Frankie Masters (born Frank E. Masterman; April 12, 1904 – October 28, 1990) was a big band leader. Elected to the American Federation of Musicians, Local 10 in Chicago, on February 13, 1924, Masters's performance career endured through the 1970s.

==Career==
Born in St. Marys, West Virginia, to Alice (née Evans) and William Masterman, Masters graduated from Robinson High School in southern Illinois. He attended Indiana University Bloomington, where he majored in Commerce and led a band that performed at college dances, playing the banjo. During the summer, he found work as a guitarist with the orchestra on the cruise ship S.S. President Madison as it headed for Asia. When he returned, he joined a big band led by Benny Krueger at the Tivoli Theatre in Chicago. There, they would accompany silent films and be featured as an on-stage band between screenings.

He signed with Victor Records in 1927 and began his recording career, but didn't achieve much success until he switched to Vocalion Records in 1939. There he recorded what would become his theme song, "Scatter-Brain," written by Masters and band members Carl Bean and Kahn Keene, with lyrics by Johnny Burke. It was a number one hit for eight weeks in 1939, becoming the #28 song overall on the pop charts that year. Many of these hits incorporated what Masters called "bell tone music," an arrangement gimmick in which chords were staggered, creating, for the time, a trademark sound.
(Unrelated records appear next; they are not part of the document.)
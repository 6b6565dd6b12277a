//! Session-complete alerts: a desktop notification plus, when enabled, a
//! best-effort chime through whichever system player is installed. Neither
//! failing ever fails the session transition.

use notify_rust::{Notification, Timeout, Urgency};
use tracing::warn;

use crate::models::{SessionType, Settings};

pub trait Notify: Send + Sync + 'static {
    fn session_complete(&self, session_type: SessionType, settings: &Settings);
}

pub struct DesktopNotifier;

impl Notify for DesktopNotifier {
    fn session_complete(&self, session_type: SessionType, settings: &Settings) {
        let (urgency, timeout) = if settings.require_interaction {
            (Urgency::Critical, Timeout::Never)
        } else {
            (Urgency::Normal, Timeout::Default)
        };

        let result = Notification::new()
            .summary("Pomodoro complete")
            .body(&format!(
                "{} session finished. Time for the next step!",
                session_type.label()
            ))
            .appname("pomopilot")
            .icon("alarm-clock")
            .urgency(urgency)
            .timeout(timeout)
            .show();
        if let Err(err) = result {
            warn!(error = %err, "desktop notification failed");
        }

        if settings.sound_enabled {
            play_chime();
        }
    }
}

fn play_chime() {
    std::thread::spawn(|| {
        for (cmd, file) in [
            ("paplay", "/usr/share/sounds/freedesktop/stereo/complete.oga"),
            ("aplay", "/usr/share/sounds/sound-icons/guitar-11.wav"),
            ("aplay", "/usr/share/sounds/generic.wav"),
        ] {
            if std::path::Path::new(file).exists() {
                let spawned = std::process::Command::new(cmd)
                    .arg(file)
                    .stdout(std::process::Stdio::null())
                    .stderr(std::process::Stdio::null())
                    .spawn();
                if let Err(err) = spawned {
                    warn!(error = %err, player = cmd, "chime playback failed");
                }
                return;
            }
        }
        warn!("no system alert sound available");
    });
}
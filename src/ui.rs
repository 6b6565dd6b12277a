use crossterm::event::{KeyCode, KeyEvent, KeyModifiers};
use ratatui::{prelude::*, widgets::*};

use crate::models::{SessionType, Settings};
use crate::presenter::{DisplayStatus, Presenter};

// ============================================================================
// View State
// ============================================================================

#[derive(PartialEq, Clone, Copy)]
pub enum View {
    Timer,
    Tasks,
    Settings,
    Help,
}

#[derive(PartialEq, Clone, Copy)]
pub enum SettingsField {
    FocusMin,
    ShortBreakMin,
    LongBreakMin,
    AutoStartNext,
    RequireInteraction,
    SoundEnabled,
}

impl SettingsField {
    fn next(self) -> Self {
        match self {
            Self::FocusMin => Self::ShortBreakMin,
            Self::ShortBreakMin => Self::LongBreakMin,
            Self::LongBreakMin => Self::AutoStartNext,
            Self::AutoStartNext => Self::RequireInteraction,
            Self::RequireInteraction => Self::SoundEnabled,
            Self::SoundEnabled => Self::FocusMin,
        }
    }

    fn prev(self) -> Self {
        match self {
            Self::FocusMin => Self::SoundEnabled,
            Self::ShortBreakMin => Self::FocusMin,
            Self::LongBreakMin => Self::ShortBreakMin,
            Self::AutoStartNext => Self::LongBreakMin,
            Self::RequireInteraction => Self::AutoStartNext,
            Self::SoundEnabled => Self::RequireInteraction,
        }
    }
}

#[derive(PartialEq, Clone, Copy)]
enum TaskEdit {
    Adding,
    Renaming,
}

pub struct App {
    pub presenter: Presenter,
    pub view: View,
    task_cursor: usize,
    task_edit: Option<TaskEdit>,
    task_input: String,
    confirming_delete: bool,
    settings_field: SettingsField,
    settings_editing: bool,
    settings_input: String,
}

impl App {
    pub fn new(presenter: Presenter) -> Self {
        Self {
            presenter,
            view: View::Timer,
            task_cursor: 0,
            task_edit: None,
            task_input: String::new(),
            confirming_delete: false,
            settings_field: SettingsField::FocusMin,
            settings_editing: false,
            settings_input: String::new(),
        }
    }

    /// Handles one key press. Returns true when the app should quit.
    pub async fn handle_key(&mut self, key: KeyEvent, now_ms: i64) -> bool {
        if key.code == KeyCode::Char('c') && key.modifiers.contains(KeyModifiers::CONTROL) {
            return true;
        }

        if self.task_edit.is_some() {
            self.handle_task_input(key).await;
            return false;
        }
        if self.settings_editing {
            self.handle_settings_input(key).await;
            return false;
        }
        if self.confirming_delete {
            self.handle_delete_confirm(key).await;
            return false;
        }

        match self.view {
            View::Timer => self.handle_timer_view(key, now_ms).await,
            View::Tasks => {
                self.handle_tasks_view(key).await;
                false
            }
            View::Settings => {
                self.handle_settings_view(key).await;
                false
            }
            View::Help => {
                self.view = View::Timer;
                false
            }
        }
    }

    async fn handle_timer_view(&mut self, key: KeyEvent, now_ms: i64) -> bool {
        match key.code {
            KeyCode::Char('q') | KeyCode::Esc => return true,
            KeyCode::Char(' ') => {
                if self.presenter.status == DisplayStatus::Running {
                    self.presenter.pause(now_ms).await;
                } else {
                    self.presenter.start(now_ms).await;
                }
            }
            KeyCode::Char('f') => self.presenter.finish_early(now_ms).await,
            KeyCode::Char('r') => self.presenter.reset().await,
            KeyCode::Char('n') => self.presenter.skip().await,
            KeyCode::Char('a') => self.presenter.test_notification().await,
            KeyCode::Char('t') => {
                self.task_cursor = 0;
                self.view = View::Tasks;
            }
            KeyCode::Char('d') => {
                self.settings_field = SettingsField::FocusMin;
                self.view = View::Settings;
            }
            KeyCode::Char('h') | KeyCode::Char('?') => self.view = View::Help,
            _ => {}
        }
        false
    }

    async fn handle_tasks_view(&mut self, key: KeyEvent) {
        let task_count = self.presenter.tasks.len();
        match key.code {
            KeyCode::Esc | KeyCode::Char('q') | KeyCode::Char('t') => self.view = View::Timer,
            KeyCode::Down | KeyCode::Char('j') => {
                if task_count > 0 {
                    self.task_cursor = (self.task_cursor + 1).min(task_count - 1);
                }
            }
            KeyCode::Up | KeyCode::Char('k') => {
                self.task_cursor = self.task_cursor.saturating_sub(1);
            }
            KeyCode::Char('a') => {
                self.task_edit = Some(TaskEdit::Adding);
                self.task_input.clear();
            }
            KeyCode::Char('e') => {
                if let Some(task) = self.presenter.tasks.get(self.task_cursor) {
                    self.task_input = task.title.clone();
                    self.task_edit = Some(TaskEdit::Renaming);
                }
            }
            KeyCode::Char('d') => {
                if self.task_cursor < task_count {
                    self.confirming_delete = true;
                }
            }
            KeyCode::Char('c') => {
                if let Some(task) = self.presenter.tasks.get(self.task_cursor) {
                    let id = task.id.clone();
                    self.presenter.toggle_task_completed(&id).await;
                }
            }
            KeyCode::Enter => {
                if let Some(task) = self.presenter.tasks.get(self.task_cursor) {
                    let id = task.id.clone();
                    if self.presenter.selected_task.as_deref() == Some(id.as_str()) {
                        self.presenter.select_task(None).await;
                    } else {
                        self.presenter.select_task(Some(id)).await;
                    }
                }
            }
            _ => {}
        }
    }

    async fn handle_task_input(&mut self, key: KeyEvent) {
        match key.code {
            KeyCode::Char(c) => self.task_input.push(c),
            KeyCode::Backspace => {
                self.task_input.pop();
            }
            KeyCode::Enter => {
                let title = self.task_input.trim().to_string();
                if !title.is_empty() {
                    match self.task_edit {
                        Some(TaskEdit::Adding) => self.presenter.add_task(&title).await,
                        Some(TaskEdit::Renaming) => {
                            if let Some(task) = self.presenter.tasks.get(self.task_cursor) {
                                let id = task.id.clone();
                                self.presenter.rename_task(&id, &title).await;
                            }
                        }
                        None => {}
                    }
                }
                self.task_edit = None;
                self.task_input.clear();
            }
            KeyCode::Esc => {
                self.task_edit = None;
                self.task_input.clear();
            }
            _ => {}
        }
    }

    async fn handle_delete_confirm(&mut self, key: KeyEvent) {
        match key.code {
            KeyCode::Char('y') | KeyCode::Char('Y') => {
                if let Some(task) = self.presenter.tasks.get(self.task_cursor) {
                    let id = task.id.clone();
                    self.presenter.delete_task(&id).await;
                    self.task_cursor = self.task_cursor.saturating_sub(1);
                }
                self.confirming_delete = false;
            }
            KeyCode::Char('n') | KeyCode::Char('N') | KeyCode::Esc => {
                self.confirming_delete = false;
            }
            _ => {}
        }
    }

    async fn handle_settings_view(&mut self, key: KeyEvent) {
        match key.code {
            KeyCode::Esc | KeyCode::Char('q') | KeyCode::Char('d') => self.view = View::Timer,
            KeyCode::Down | KeyCode::Char('j') => self.settings_field = self.settings_field.next(),
            KeyCode::Up | KeyCode::Char('k') => self.settings_field = self.settings_field.prev(),
            KeyCode::Enter | KeyCode::Char('e') => self.start_editing_setting(),
            KeyCode::Char(' ') => {
                let mut settings = self.presenter.settings.clone();
                match self.settings_field {
                    SettingsField::AutoStartNext => {
                        settings.auto_start_next = !settings.auto_start_next
                    }
                    SettingsField::RequireInteraction => {
                        settings.require_interaction = !settings.require_interaction
                    }
                    SettingsField::SoundEnabled => settings.sound_enabled = !settings.sound_enabled,
                    _ => return,
                }
                self.presenter.save_settings(settings).await;
            }
            _ => {}
        }
    }

    fn start_editing_setting(&mut self) {
        let current = match self.settings_field {
            SettingsField::FocusMin => self.presenter.settings.focus_min,
            SettingsField::ShortBreakMin => self.presenter.settings.short_break_min,
            SettingsField::LongBreakMin => self.presenter.settings.long_break_min,
            _ => return,
        };
        self.settings_input = current.to_string();
        self.settings_editing = true;
    }

    async fn handle_settings_input(&mut self, key: KeyEvent) {
        match key.code {
            KeyCode::Char(c) => self.settings_input.push(c),
            KeyCode::Backspace => {
                self.settings_input.pop();
            }
            KeyCode::Enter => {
                self.apply_setting().await;
                self.settings_editing = false;
                self.settings_input.clear();
            }
            KeyCode::Esc => {
                self.settings_editing = false;
                self.settings_input.clear();
            }
            _ => {}
        }
    }

    async fn apply_setting(&mut self) {
        let Ok(minutes) = self.settings_input.parse::<u32>() else {
            return;
        };

        let mut settings = self.presenter.settings.clone();
        let accepted = match self.settings_field {
            SettingsField::FocusMin if (1..=240).contains(&minutes) => {
                settings.focus_min = minutes;
                true
            }
            SettingsField::ShortBreakMin if (1..=60).contains(&minutes) => {
                settings.short_break_min = minutes;
                true
            }
            SettingsField::LongBreakMin if (1..=120).contains(&minutes) => {
                settings.long_break_min = minutes;
                true
            }
            _ => false,
        };
        if accepted {
            self.presenter.save_settings(settings).await;
        }
    }
}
From the mid-1930s through the remainder of his career, Masters largely led hotel house bands in Chicago and New York City that focused on dinner shows and dancing. Although the bands employed several vocalists, Masters, with a pleasant and melodious voice, provided the vocals on the majority of songs. Notable among his vocalists were Marion Francis (née Marion Francis Charlesworth; 1917–2011) and Phyllis Miles (aka Myles), later to become his wife. On occasion, several band members would be employed as a vocal chorus, billed variously as 'The Swing Masters' or "The Masters Voices."

Frankie Masters and his Orchestra recorded extensively, producing 124 sides on Vocalion, Okeh, and Columbia between 1939 and 1942, During that same time, they cut several hundred songs for World and Lang-Worth transcription services that provided music to radio stations on a subscription basis and were not released for purchase by the general public. It was also during this period that the Music Corporation of America (now MCA Inc.) organized a sponsored radio show for the Masters orchestra. It was broadcast first via WBBM, later WMAQ and was called It Can Be Done. Also featured each week was poet-journalist Edgar Guest. The show, according to saxophonist Buddy Shaw, who played with Masters's band at the time, featured stories about people who achieved success through adversity. Masters and company also made several movie shorts, which were shown in theaters nationally.

He and wife Phyllis Miles hosted the television show Lucky Letters on WBKB. Later that year and into early 1951, they had a weekly program called Walgreen's Open House.

Then in the fall of 1974, when the Empire Room of the Palmer House Hotel reopened for the season, the Frankie Masters Orchestra became the new house band, replacing Ben Arden and his band, which had been appearing there since 1957.